›› 2010, Vol. 30 ›› Issue (7): 871-.

• 短篇论著 • 上一篇    下一篇

不同PEEP水平的鼻塞持续正压通气对早产儿反复呼吸暂停的疗效观察

杨庆南, 朱建幸, 谢利娟, 何振娟, 陈 妍, 夏红萍, 张永红   

  1. 上海交通大学 医学院新华医院儿内科, 上海 200092
  • 出版日期:2010-07-25 发布日期:2010-07-26
  • 作者简介:杨庆南(1966—), 男, 副主任医师;电子信箱: yqn2008@sohu.com。

Therapeutic effects of nasal continuous positive airway pressure with different PEEP levels on recurrent apnea in premature infants

YANG Qing-nan, ZHU Jian-xing, XIE Li-juan, HE Zhen-juan, CHEN Yan, XIA Hong-ping, ZHANG Yong-hong   

  1. Department of Pediatrics, Xinhua Hospital, School of Medicine, Shanghai Jiaotong University, Shanghai 200092, China
  • Online:2010-07-25 Published:2010-07-26

摘要:

目的 观察和比较不同呼吸末正压(PEEP)水平的鼻塞持续正压通气(NCPAP)对早产儿反复呼吸暂停的治疗效果。方法 对76例出生后发生反复呼吸暂停且胎龄≤34周的早产儿实施NCPAP治疗。患儿根据PEEP的不同设置分为低(2~3 cmH2O)、中(4~6 cmH2O)、高(7~8 cmH2O)PEEP组。观察和比较三组的治疗效果及并发症发生情况。结果 76例患儿中共65例进入结果分析。低、中、高PEEP组的治疗有效率分别为57.1%、92.3%和91.7%,实施气管插管机械通气早产儿的百分比分别为42.9%、7.7%和8.3%;统计学分析表明,中、高PEEP组治疗有效率显著高于低PEEP组,而实施气管插管机械通气早产儿的百分比明显低于低PEEP组(P<0.05)。高PEEP组气漏发生率为33.3%,明显高于低、中PEEP组的0%和7.7%(P<0.05)。结论 当PEEP设置在4~6 cmH2O时,NCPAP治疗早产儿反复呼吸暂停的疗效显著且并发症发生率较低。
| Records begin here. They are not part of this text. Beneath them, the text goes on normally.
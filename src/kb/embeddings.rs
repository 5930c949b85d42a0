//! Embedding providers for lexrag
//! Capability contract `embed_batch(texts) -> vectors` with a deterministic
//! local provider and an OpenAI-compatible HTTP provider. Query-time embedding
//! must use the same configuration as ingest; the registry enforces that.

use async_trait::async_trait;
use serde::{Deserialize, Serialize};
use sha2::{Digest, Sha256};
use std::collections::HashMap;
use std::sync::Arc;
use std::time::Duration;
use thiserror::Error;

#[derive(Debug, Error)]
pub enum EmbeddingError {
    #[error("Unknown embedding provider: {0}")]
    UnknownProvider(String),
    #[error("Embedding dimension mismatch: expected {expected}, got {actual}")]
    DimensionMismatch { expected: usize, actual: usize },
    #[error("Embedding model mismatch: provider serves {expected}, requested {requested}")]
    ModelMismatch { expected: String, requested: String },
    #[error("Provider request failed: {0}")]
    Request(String),
    #[error("Provider returned malformed response: {0}")]
    MalformedResponse(String),
}

/// Capability contract for embedding backends. Truncation and pooling live
/// behind this seam; callers only see fixed-dimension vectors.
#[async_trait]
pub trait EmbeddingProvider: Send + Sync {
    /// Provider name recorded in snapshots (e.g. "hash", "openai")
    fn name(&self) -> &str;

    /// Model identifier recorded in snapshots
    fn model(&self) -> &str;

    /// Output vector dimension
    fn dim(&self) -> usize;

    /// Embed a batch of texts, one unit-normalized vector per input
    async fn embed_batch(&self, texts: &[String]) -> Result<Vec<Vec<f32>>, EmbeddingError>;
}

/// Normalize an embedding to unit length
pub fn normalize_embedding(embedding: &[f32]) -> Vec<f32> {
    let norm: f32 = embedding.iter().map(|x| x * x).sum::<f32>().sqrt();
    if norm > 0.0 {
        embedding.iter().map(|x| x / norm).collect()
    } else {
        embedding.to_vec()
    }
}

/// Cosine similarity between two embeddings
pub fn cosine_similarity(a: &[f32], b: &[f32]) -> f32 {
    if a.len() != b.len() {
        return 0.0;
    }
    let dot: f32 = a.iter().zip(b.iter()).map(|(x, y)| x * y).sum();
    let norm_a: f32 = a.iter().map(|x| x * x).sum::<f32>().sqrt();
    let norm_b: f32 = b.iter().map(|x| x * x).sum::<f32>().sqrt();
    if norm_a > 0.0 && norm_b > 0.0 {
        dot / (norm_a * norm_b)
    } else {
        0.0
    }
}

// ── Deterministic hash provider ───────────────────────────────────────────────

/// Deterministic local embedder: tokens are hashed into dimension buckets.
/// No semantics, but stable across runs, which makes ingest and retrieval
/// replayable in tests and offline deployments.
pub struct HashEmbedder {
    dim: usize,
}

impl HashEmbedder {
    pub fn new(dim: usize) -> Self {
        Self { dim: dim.max(8) }
    }

    fn embed_one(&self, text: &str) -> Vec<f32> {
        let mut vector = vec![0.0f32; self.dim];
        for token in text
            .split(|c: char| !c.is_alphanumeric())
            .filter(|t| !t.is_empty())
        {
            let digest = Sha256::digest(token.to_lowercase().as_bytes());
            let bucket = u32::from_le_bytes([digest[0], digest[1], digest[2], digest[3]]) as usize
                % self.dim;
            let sign = if digest[4] & 1 == 0 { 1.0 } else { -1.0 };
            vector[bucket] += sign;
        }
        normalize_embedding(&vector)
    }
}

#[async_trait]
impl EmbeddingProvider for HashEmbedder {
    fn name(&self) -> &str {
        "hash"
    }

    fn model(&self) -> &str {
        "hash-v1"
    }

    fn dim(&self) -> usize {
        self.dim
    }

    async fn embed_batch(&self, texts: &[String]) -> Result<Vec<Vec<f32>>, EmbeddingError> {
        Ok(texts.iter().map(|t| self.embed_one(t)).collect())
    }
}

// ── OpenAI-compatible HTTP provider ───────────────────────────────────────────

#[derive(Debug, Serialize)]
struct EmbeddingApiRequest<'a> {
    model: &'a str,
    input: &'a [String],
}

#[derive(Debug, Deserialize)]
struct EmbeddingApiResponse {
    data: Vec<EmbeddingApiItem>,
}

#[derive(Debug, Deserialize)]
struct EmbeddingApiItem {
    embedding: Vec<f32>,
}

/// HTTP embedder against an OpenAI-compatible `/v1/embeddings` endpoint
/// (hosted APIs, local servers such as Ollama's compat layer, vLLM).
pub struct HttpEmbedder {
    client: reqwest::Client,
    base_url: String,
    api_key: Option<String>,
    provider_name: String,
    model: String,
    dim: usize,
}

impl HttpEmbedder {
    pub fn new(
        provider_name: impl Into<String>,
        base_url: impl Into<String>,
        api_key: Option<String>,
        model: impl Into<String>,
        dim: usize,
    ) -> Self {
        let client = reqwest::Client::builder()
            .timeout(Duration::from_secs(60))
            .pool_max_idle_per_host(4)
            .build()
            .unwrap_or_default();
        Self {
            client,
            base_url: base_url.into().trim_end_matches('/').to_string(),
            api_key,
            provider_name: provider_name.into(),
            model: model.into(),
            dim,
        }
    }
}

#[async_trait]
impl EmbeddingProvider for HttpEmbedder {
    fn name(&self) -> &str {
        &self.provider_name
    }

    fn model(&self) -> &str {
        &self.model
    }

    fn dim(&self) -> usize {
        self.dim
    }

    async fn embed_batch(&self, texts: &[String]) -> Result<Vec<Vec<f32>>, EmbeddingError> {
        if texts.is_empty() {
            return Ok(vec![]);
        }

        let url = format!("{}/v1/embeddings", self.base_url);
        let mut request = self.client.post(&url).json(&EmbeddingApiRequest {
            model: &self.model,
            input: texts,
        });
        if let Some(key) = &self.api_key {
            request = request.bearer_auth(key);
        }

        let response = request
            .send()
            .await
            .map_err(|e| EmbeddingError::Request(e.to_string()))?;
        if !response.status().is_success() {
            return Err(EmbeddingError::Request(format!(
                "{} returned {}",
                url,
                response.status()
            )));
        }

        let body: EmbeddingApiResponse = response
            .json()
            .await
            .map_err(|e| EmbeddingError::MalformedResponse(e.to_string()))?;
        if body.data.len() != texts.len() {
            return Err(EmbeddingError::MalformedResponse(format!(
                "expected {} embeddings, got {}",
                texts.len(),
                body.data.len()
            )));
        }

        let mut out = Vec::with_capacity(body.data.len());
        for item in body.data {
            if item.embedding.len() != self.dim {
                return Err(EmbeddingError::DimensionMismatch {
                    expected: self.dim,
                    actual: item.embedding.len(),
                });
            }
            out.push(normalize_embedding(&item.embedding));
        }
        Ok(out)
    }
}

// ── Registry ──────────────────────────────────────────────────────────────────

/// Resolves `(provider, model, dim)` triples from KB configuration or
/// `ChatContext` overrides to concrete providers. The `hash` provider is
/// always available; HTTP providers must be registered explicitly.
#[derive(Default)]
pub struct EmbeddingRegistry {
    providers: HashMap<String, Arc<dyn EmbeddingProvider>>,
}

impl EmbeddingRegistry {
    pub fn new() -> Self {
        Self::default()
    }

    pub fn register(&mut self, provider: Arc<dyn EmbeddingProvider>) {
        self.providers.insert(provider.name().to_string(), provider);
    }

    /// Resolve a provider and verify the requested configuration matches it.
    /// A dimension or model mismatch is an explicit error, never a silent
    /// re-embed under a different configuration.
    pub fn resolve(
        &self,
        provider: &str,
        model: &str,
        dim: usize,
    ) -> Result<Arc<dyn EmbeddingProvider>, EmbeddingError> {
        if provider == "hash" {
            let embedder = HashEmbedder::new(dim);
            if embedder.model() != model {
                return Err(EmbeddingError::ModelMismatch {
                    expected: embedder.model().to_string(),
                    requested: model.to_string(),
                });
            }
            return Ok(Arc::new(embedder));
        }
        let found = self
            .providers
            .get(provider)
            .ok_or_else(|| EmbeddingError::UnknownProvider(provider.to_string()))?;
        if found.dim() != dim {
            return Err(EmbeddingError::DimensionMismatch {
                expected: found.dim(),
                actual: dim,
            });
        }
        if found.model() != model {
            return Err(EmbeddingError::ModelMismatch {
                expected: found.model().to_string(),
                requested: model.to_string(),
            });
        }
        Ok(Arc::clone(found))
    }
}

#[cfg(test)]
mod tests {
    use super::*;

    #[tokio::test]
    async fn test_hash_embedder_is_deterministic() {
        let embedder = HashEmbedder::new(64);
        let texts = vec!["rental rules".to_string(), "eviction notice".to_string()];
        let a = embedder.embed_batch(&texts).await.unwrap();
        let b = embedder.embed_batch(&texts).await.unwrap();
        assert_eq!(a, b);
        assert_eq!(a.len(), 2);
        assert_eq!(a[0].len(), 64);
    }

    #[tokio::test]
    async fn test_hash_embedder_similarity_ordering() {
        let embedder = HashEmbedder::new(128);
        let texts = vec![
            "the landlord may not increase the rent".to_string(),
            "rent increase by the landlord".to_string(),
            "maritime cargo insurance claims".to_string(),
        ];
        let vecs = embedder.embed_batch(&texts).await.unwrap();
        let close = cosine_similarity(&vecs[0], &vecs[1]);
        let far = cosine_similarity(&vecs[0], &vecs[2]);
        assert!(close > far, "shared tokens must score higher");
    }

    #[test]
    fn test_normalize_embedding() {
        let normalized = normalize_embedding(&[3.0, 4.0]);
        assert!((normalized[0] - 0.6).abs() < 0.001);
        assert!((normalized[1] - 0.8).abs() < 0.001);
        let length: f32 = normalized.iter().map(|x| x * x).sum::<f32>().sqrt();
        assert!((length - 1.0).abs() < 0.001);
    }

    #[test]
    fn test_cosine_similarity() {
        let a = vec![1.0, 0.0];
        assert!((cosine_similarity(&a, &[1.0, 0.0]) - 1.0).abs() < 0.001);
        assert!(cosine_similarity(&a, &[0.0, 1.0]).abs() < 0.001);
        assert!((cosine_similarity(&a, &[-1.0, 0.0]) + 1.0).abs() < 0.001);
        assert_eq!(cosine_similarity(&a, &[1.0, 0.0, 0.0]), 0.0);
    }

    #[tokio::test]
    async fn test_registry_resolves_hash_with_any_dim() {
        let registry = EmbeddingRegistry::new();
        let provider = registry.resolve("hash", "hash-v1", 32).unwrap();
        assert_eq!(provider.dim(), 32);
        let vecs = provider.embed_batch(&["abc".to_string()]).await.unwrap();
        assert_eq!(vecs[0].len(), 32);
    }

    #[test]
    fn test_registry_rejects_unknown_and_mismatched() {
        let mut registry = EmbeddingRegistry::new();
        assert!(matches!(
            registry.resolve("openai", "text-embedding-3-small", 1536),
            Err(EmbeddingError::UnknownProvider(_))
        ));

        registry.register(Arc::new(HttpEmbedder::new(
            "openai",
            "https://api.openai.com",
            None,
            "text-embedding-3-small",
            1536,
        )));
        assert!(registry
            .resolve("openai", "text-embedding-3-small", 1536)
            .is_ok());
        assert!(matches!(
            registry.resolve("openai", "text-embedding-3-small", 768),
            Err(EmbeddingError::DimensionMismatch { .. })
        ));
        assert!(matches!(
            registry.resolve("openai", "text-embedding-3-large", 1536),
            Err(EmbeddingError::ModelMismatch { .. })
        ));
    }

    #[test]
    fn test_registry_rejects_hash_model_mismatch() {
        let registry = EmbeddingRegistry::new();
        // The hash provider serves exactly one model; requesting another is a
        // configuration error, not a silent substitution
        assert!(matches!(
            registry.resolve("hash", "text-embedding-3-small", 64),
            Err(EmbeddingError::ModelMismatch { .. })
        ));
    }
}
关键词: 鼻塞持续正压通气, 呼吸末正压, 早产儿, 呼吸暂停

Abstract:

Objective To investigate the therapeutic effects of nasal continuous positive airway pressure (NCPAP) with different positive end expiratory pressure (PEEP) levels on recurrent apnea in premature infants. Methods NCPAP treatment was performed on 76 infants with recurrent apnea after birth and gestational age ≤34 weeks. Patients were divided into low PEEP group (PEEP 2-3 cmH2O), medium PEEP group (PEEP 4-6 cmH2O) and high PEEP group (PEEP 7-8 cmH2O). The therapeutic effects and prevalences of complications were compared among groups.Results Sixty-five out of 76 patients entered statistical analysis. The therapeutic effects of low PEEP group, medium PEEP group and high PEEP group were 57.1%, 92.3% and 91.7%, respectively, and the percentages of mechanical ventilation with tracheal intubation were 42.9%, 7.7% and 8.3%, respectively. The therapeutic effects were significantly higher and the percentages of mechanical ventilation with tracheal intubation were significantly lower in high PEEP group and medium PEEP group than in low PEEP group (P<0.05). The prevalence of air leak in high PEEP group was 33.3%, and was significantly higher than those of low PEEP group (0%) and medium PEEP group (7.7%) (P<0.05). Conclusion At PEEP of 4-6 cm H2O, NCPAP treatment may yield favorable therapeutic effects with lower prevalence of complications on recurrent apnea in premature infants.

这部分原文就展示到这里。